Polskie Ministerstwo Spraw Zagranicznych przypomniało o Dniu Wolności w komentarzu na Twitterze. "Tysiące ludzi na Białorusi zostało uwięzionych przez reżim (Alaksandra) Łukaszenki (...) Upamiętniając Dzień Wolności, chcemy wyrazić naszą niezmienną solidarność z tymi, którzy walczą o wolną i demokratyczną Białoruś" - głosi oświadczenie.

Manifestacja z okazji Dnia Wolności odbyła się w sobotę w Białymstoku; jej uczestnicy apelowali o jednoczenie się wszystkich Białorusinów, którzy chcą, aby Białoruś była demokratyczna i niepodległa.

Prezydent Litwy Gitanas Nauseda wyraził przekonanie, że Białoruś znów będzie wolna i niezależna.
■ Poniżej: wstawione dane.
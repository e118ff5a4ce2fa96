//! CSV export of identities and detections.

use crate::constants::confidence::DECIMAL_PLACES;
use crate::error::{Error, Result};
use crate::registry::profile::{DetectionReport, IdentitySummary};
use serde::Serialize;
use std::io::Write;
use std::path::{Path, PathBuf};

/// Flat identity row.
#[derive(Debug, Serialize)]
pub struct IdentityRow {
    id: String,
    label: String,
    species: String,
    sex: String,
    age: String,
    sightings: u64,
    first_seen: String,
    last_seen: String,
    top_location: String,
    quarantined: bool,
}

impl From<&IdentitySummary> for IdentityRow {
    fn from(s: &IdentitySummary) -> Self {
        Self {
            id: s.id.to_string(),
            label: s.label.clone(),
            species: s.species.clone(),
            sex: s.sex.clone(),
            age: s.age.clone(),
            sightings: s.sightings,
            first_seen: s.first_seen.to_rfc3339(),
            last_seen: s.last_seen.to_rfc3339(),
            top_location: s.top_location.clone().unwrap_or_default(),
            quarantined: s.quarantined,
        }
    }
}

/// Flat detection row; list columns are joined with `;`.
#[derive(Debug, Serialize)]
pub struct DetectionRow {
    id: u64,
    state: String,
    camera: String,
    timestamp: String,
    category: String,
    confidence: String,
    identity: String,
    label: String,
    method: String,
    score: String,
    review: String,
    top_candidate: String,
    top_score: String,
    linked_to: String,
    last_error: String,
}

impl From<&DetectionReport> for DetectionRow {
    fn from(r: &DetectionReport) -> Self {
        let top = r.candidates.first();
        Self {
            id: r.id.0,
            state: r.state.to_string(),
            camera: r.camera.clone(),
            timestamp: r.timestamp.to_rfc3339(),
            category: r.category.clone(),
            confidence: format_score(r.confidence),
            identity: r.identity.map(|id| id.to_string()).unwrap_or_default(),
            label: r.label.clone().unwrap_or_default(),
            method: r.method.map(|m| m.to_string()).unwrap_or_default(),
            score: r.score.map(format_score).unwrap_or_default(),
            review: r
                .review
                .iter()
                .map(ToString::to_string)
                .collect::<Vec<_>>()
                .join(";"),
            top_candidate: top.map(|c| c.identity.to_string()).unwrap_or_default(),
            top_score: top.map(|c| format_score(c.score)).unwrap_or_default(),
            linked_to: r.linked_to.map(|id| id.to_string()).unwrap_or_default(),
            last_error: r.last_error.clone().unwrap_or_default(),
        }
    }
}

fn format_score(value: f32) -> String {
    format!("{value:.DECIMAL_PLACES$}")
}

/// Write rows to any writer. `label` names the destination in errors.
pub fn write_rows<W, T>(writer: W, rows: impl IntoIterator<Item = T>, label: &Path) -> Result<usize>
where
    W: Write,
    T: Serialize,
{
    let csv_err = |source| Error::CsvWrite {
        path: label.to_path_buf(),
        source,
    };

    let mut out = csv::Writer::from_writer(writer);
    let mut count = 0;
    for row in rows {
        out.serialize(row).map_err(csv_err)?;
        count += 1;
    }
    out.flush().map_err(|e| csv_err(e.into()))?;
    Ok(count)
}

/// Write rows to a file, or to stdout when `path` is `None`.
pub fn write_csv<T: Serialize>(path: Option<&Path>, rows: impl IntoIterator<Item = T>) -> Result<usize> {
    match path {
        Some(path) => {
            let file = std::fs::File::create(path).map_err(|e| Error::CsvWrite {
                path: path.to_path_buf(),
                source: e.into(),
            })?;
            write_rows(file, rows, path)
        }
        None => write_rows(std::io::stdout().lock(), rows, &PathBuf::from("-")),
    }
}

#[cfg(test)]
#[allow(clippy::unwrap_used)]
mod tests {
    use super::*;
    use crate::registry::{DetectionId, DetectionState, IdentityId, ReviewFlag};
    use chrono::{TimeZone, Utc};

    fn report() -> DetectionReport {
        DetectionReport {
            id: DetectionId(4),
            state: DetectionState::Unresolved,
            camera: "ridge, north".to_string(),
            timestamp: Utc.with_ymd_and_hms(2024, 5, 1, 3, 0, 0).unwrap(),
            category: "lynx/female/adult".to_string(),
            confidence: 0.5,
            identity: None,
            label: None,
            method: None,
            score: None,
            review: vec![ReviewFlag::Ambiguous, ReviewFlag::LowConfidence],
            candidates: Vec::new(),
            linked_to: None,
            rejected: Vec::new(),
            last_error: None,
            embeddings: Vec::new(),
        }
    }

    #[test]
    fn test_detection_rows_quote_and_join() {
        let mut buf = Vec::new();
        let rows = [report()];
        let n = write_rows(&mut buf, rows.iter().map(DetectionRow::from), Path::new("-")).unwrap();
        assert_eq!(n, 1);

        let text = String::from_utf8(buf).unwrap();
        let mut lines = text.lines();
        assert!(lines.next().unwrap().starts_with("id,state,camera,timestamp"));
        let row = lines.next().unwrap();
        assert!(row.starts_with("4,unresolved,\"ridge, north\","));
        assert!(row.contains("ambiguous;low-confidence"));
        assert!(row.contains(",0.5000,"));
    }

    #[test]
    fn test_identity_rows_to_file() {
        let dir = tempfile::TempDir::new().unwrap();
        let path = dir.path().join("ids.csv");
        let at = Utc.with_ymd_and_hms(2024, 5, 1, 3, 0, 0).unwrap();
        let summary = IdentitySummary {
            id: IdentityId(2),
            label: "Nala".to_string(),
            species: "lynx".to_string(),
            sex: "female".to_string(),
            age: "adult".to_string(),
            sightings: 7,
            first_seen: at,
            last_seen: at,
            top_location: Some("ridge".to_string()),
            quarantined: false,
        };

        write_csv(Some(&path), [IdentityRow::from(&summary)]).unwrap();
        let text = std::fs::read_to_string(&path).unwrap();
        assert!(text.contains("ind-00002,Nala,lynx,female,adult,7,"));
    }
}
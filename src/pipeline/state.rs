//! Detection state machine.
//!
//! ```text
//! pending -> deduplicated -> embedded -> matched | new-identity | unresolved
//!     \____________\______________\___-> duplicate
//! ```
//!
//! Any state may return to `pending` through a correction or a failed
//! attempt; re-matching starts over from there.

use crate::error::{Error, Result};
use crate::registry::{Detection, DetectionState};

/// Whether `from -> to` is a legal step.
pub fn can_transition(from: DetectionState, to: DetectionState) -> bool {
    use DetectionState::{
        Deduplicated, Duplicate, Embedded, Matched, NewIdentity, Pending, Unresolved,
    };

    match (from, to) {
        (_, Pending) => true,
        (Pending, Deduplicated | Duplicate) => true,
        (Deduplicated, Embedded | Duplicate) => true,
        (Embedded, Matched | NewIdentity | Unresolved | Duplicate) => true,
        // Re-embedding a detection that already has vectors is a no-op step.
        (Embedded, Embedded) => true,
        _ => false,
    }
}

/// Move a detection to `to`, rejecting illegal steps.
pub fn transition(detection: &mut Detection, to: DetectionState) -> Result<()> {
    if !can_transition(detection.state, to) {
        return Err(Error::Internal {
            message: format!(
                "illegal state change for detection {}: {} -> {to}",
                detection.id, detection.state
            ),
        });
    }
    detection.state = to;
    Ok(())
}

/// Bring a detection to `deduplicated` so matching can start.
///
/// Pending detections already went through spatial suppression when they
/// were ingested, so the step is bookkeeping only.
pub fn ready_for_matching(detection: &mut Detection) -> Result<()> {
    match detection.state {
        DetectionState::Pending => transition(detection, DetectionState::Deduplicated),
        DetectionState::Deduplicated | DetectionState::Embedded => Ok(()),
        other => Err(Error::Internal {
            message: format!("detection {} is {other}; reset it first", detection.id),
        }),
    }
}

#[cfg(test)]
mod tests {
    use super::*;
    use DetectionState::*;

    #[test]
    fn test_forward_path() {
        assert!(can_transition(Pending, Deduplicated));
        assert!(can_transition(Deduplicated, Embedded));
        assert!(can_transition(Embedded, Matched));
        assert!(can_transition(Embedded, NewIdentity));
        assert!(can_transition(Embedded, Unresolved));
    }

    #[test]
    fn test_duplicate_from_early_states() {
        assert!(can_transition(Pending, Duplicate));
        assert!(can_transition(Embedded, Duplicate));
        assert!(!can_transition(Matched, Duplicate));
    }

    #[test]
    fn test_no_skipping() {
        assert!(!can_transition(Pending, Matched));
        assert!(!can_transition(Deduplicated, NewIdentity));
        assert!(!can_transition(Duplicate, Embedded));
    }

    #[test]
    fn test_reset_always_allowed() {
        for state in [Deduplicated, Duplicate, Embedded, Matched, NewIdentity, Unresolved] {
            assert!(can_transition(state, Pending));
        }
    }
}
//! Coat-pattern descriptor.
//!
//! A handcrafted, network-free modality: the crop is resized to a fixed
//! grid and each cell contributes a histogram of gradient orientations
//! weighted by gradient magnitude. Stripes, spots and rosettes dominate
//! the descriptor while flat background contributes little.

use crate::constants::extractor::{PATTERN_BINS, PATTERN_CELL, PATTERN_GRID};
use crate::embedding::Extractor;
use crate::error::{Error, Result};
use image::imageops::{self, FilterType};
use image::{GrayImage, RgbImage};
use std::f32::consts::PI;

/// Crops smaller than this on either side carry no usable pattern.
const MIN_CROP_SIDE: u32 = 8;

/// Gradient-orientation histogram extractor.
#[derive(Debug, Clone)]
pub struct CoatPatternExtractor {
    name: String,
    version: String,
}

impl CoatPatternExtractor {
    /// Create an extractor with a name and version tag.
    pub fn new(name: &str, version: &str) -> Self {
        Self {
            name: name.to_string(),
            version: version.to_string(),
        }
    }

    /// Descriptor length.
    pub const fn dimension() -> usize {
        (PATTERN_GRID * PATTERN_GRID) as usize * PATTERN_BINS
    }
}

impl Extractor for CoatPatternExtractor {
    fn name(&self) -> &str {
        &self.name
    }

    fn version(&self) -> &str {
        &self.version
    }

    fn embed(&self, crop: &RgbImage) -> Result<Vec<f32>> {
        if crop.width() < MIN_CROP_SIDE || crop.height() < MIN_CROP_SIDE {
            return Err(Error::Extraction {
                extractor: self.name.clone(),
                reason: format!(
                    "crop {}x{} is smaller than {MIN_CROP_SIDE}x{MIN_CROP_SIDE}",
                    crop.width(),
                    crop.height()
                ),
            });
        }

        let side = PATTERN_GRID * PATTERN_CELL;
        let gray = imageops::grayscale(crop);
        let gray = imageops::resize(&gray, side, side, FilterType::Triangle);

        let descriptor = orientation_histograms(&gray);
        if descriptor.iter().all(|v| *v <= f32::EPSILON) {
            return Err(Error::Extraction {
                extractor: self.name.clone(),
                reason: "crop has no texture".to_string(),
            });
        }
        Ok(descriptor)
    }
}

/// Per-cell orientation histograms, each cell L2-normalized.
fn orientation_histograms(gray: &GrayImage) -> Vec<f32> {
    let (width, height) = gray.dimensions();
    let mut cells = vec![0.0f32; CoatPatternExtractor::dimension()];

    let pixel = |x: u32, y: u32| f32::from(gray.get_pixel(x, y)[0]);

    for y in 0..height {
        for x in 0..width {
            let gx = pixel((x + 1).min(width - 1), y) - pixel(x.saturating_sub(1), y);
            let gy = pixel(x, (y + 1).min(height - 1)) - pixel(x, y.saturating_sub(1));
            let magnitude = gx.hypot(gy);
            if magnitude <= f32::EPSILON {
                continue;
            }

            // Unsigned orientation in [0, PI).
            let angle = gy.atan2(gx).rem_euclid(PI);
            #[allow(
                clippy::cast_possible_truncation,
                clippy::cast_sign_loss,
                clippy::cast_precision_loss
            )]
            let bin = ((angle / PI * PATTERN_BINS as f32) as usize).min(PATTERN_BINS - 1);

            let cell = (y / PATTERN_CELL) * PATTERN_GRID + x / PATTERN_CELL;
            cells[cell as usize * PATTERN_BINS + bin] += magnitude;
        }
    }

    for cell in cells.chunks_mut(PATTERN_BINS) {
        let norm = cell.iter().map(|v| v * v).sum::<f32>().sqrt();
        if norm > f32::EPSILON {
            for v in cell {
                *v /= norm;
            }
        }
    }
    cells
}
Premier Ingryda Szimonyte oświadczyła, że Litwa nigdy nie uzna sfałszowanych wyborów i reżimu Łukaszenki.

W Wilnie Białorusini zgromadzili się przed budynkiem litewskiego Sejmu. Na maszcie przed budynkiem podniesiona została biało-czerwono-biała flaga. Następnie złożono kwiaty na cmentarzu na Rossie na grobie białoruskiego działacza i ministra spraw zagranicznych BRL w latach 1918-1919 Antona Łuckiewicza, a także jego brata Iwana.

Mieszkający w Tbilisi Białorusini zgromadzili się na pochodzie w centrum gruzińskiej stolicy. Prócz biało-czerwono-białych flag uczestnicy przynieśli na demonstrację również żółto-niebieskie flagi ukraińskie.

W 1918 r. białoruskie środowiska narodowe próbowały wykorzystać zamęt w Rosji i utworzyć własne państwo na terenach okupowanych przez Niemcy. Choć BRL nie przetrwała jako państwo, to właśnie ona jest przez środowiska niezależne i opozycję uważana za początek białoruskiej państwowości.

Co roku 25 marca, w rocznicę proklamowania niepodległej BRL, środowiska opozycyjne i niezależne obchodzą Dzień Wolności, nieoficjalne święto niepodległości. Po protestach wyborczych z 2020 roku obchodzenie święta, nawet nieformalne, stało się niemożliwe z powodu fali represji wszczętych przez władze w Mińsku.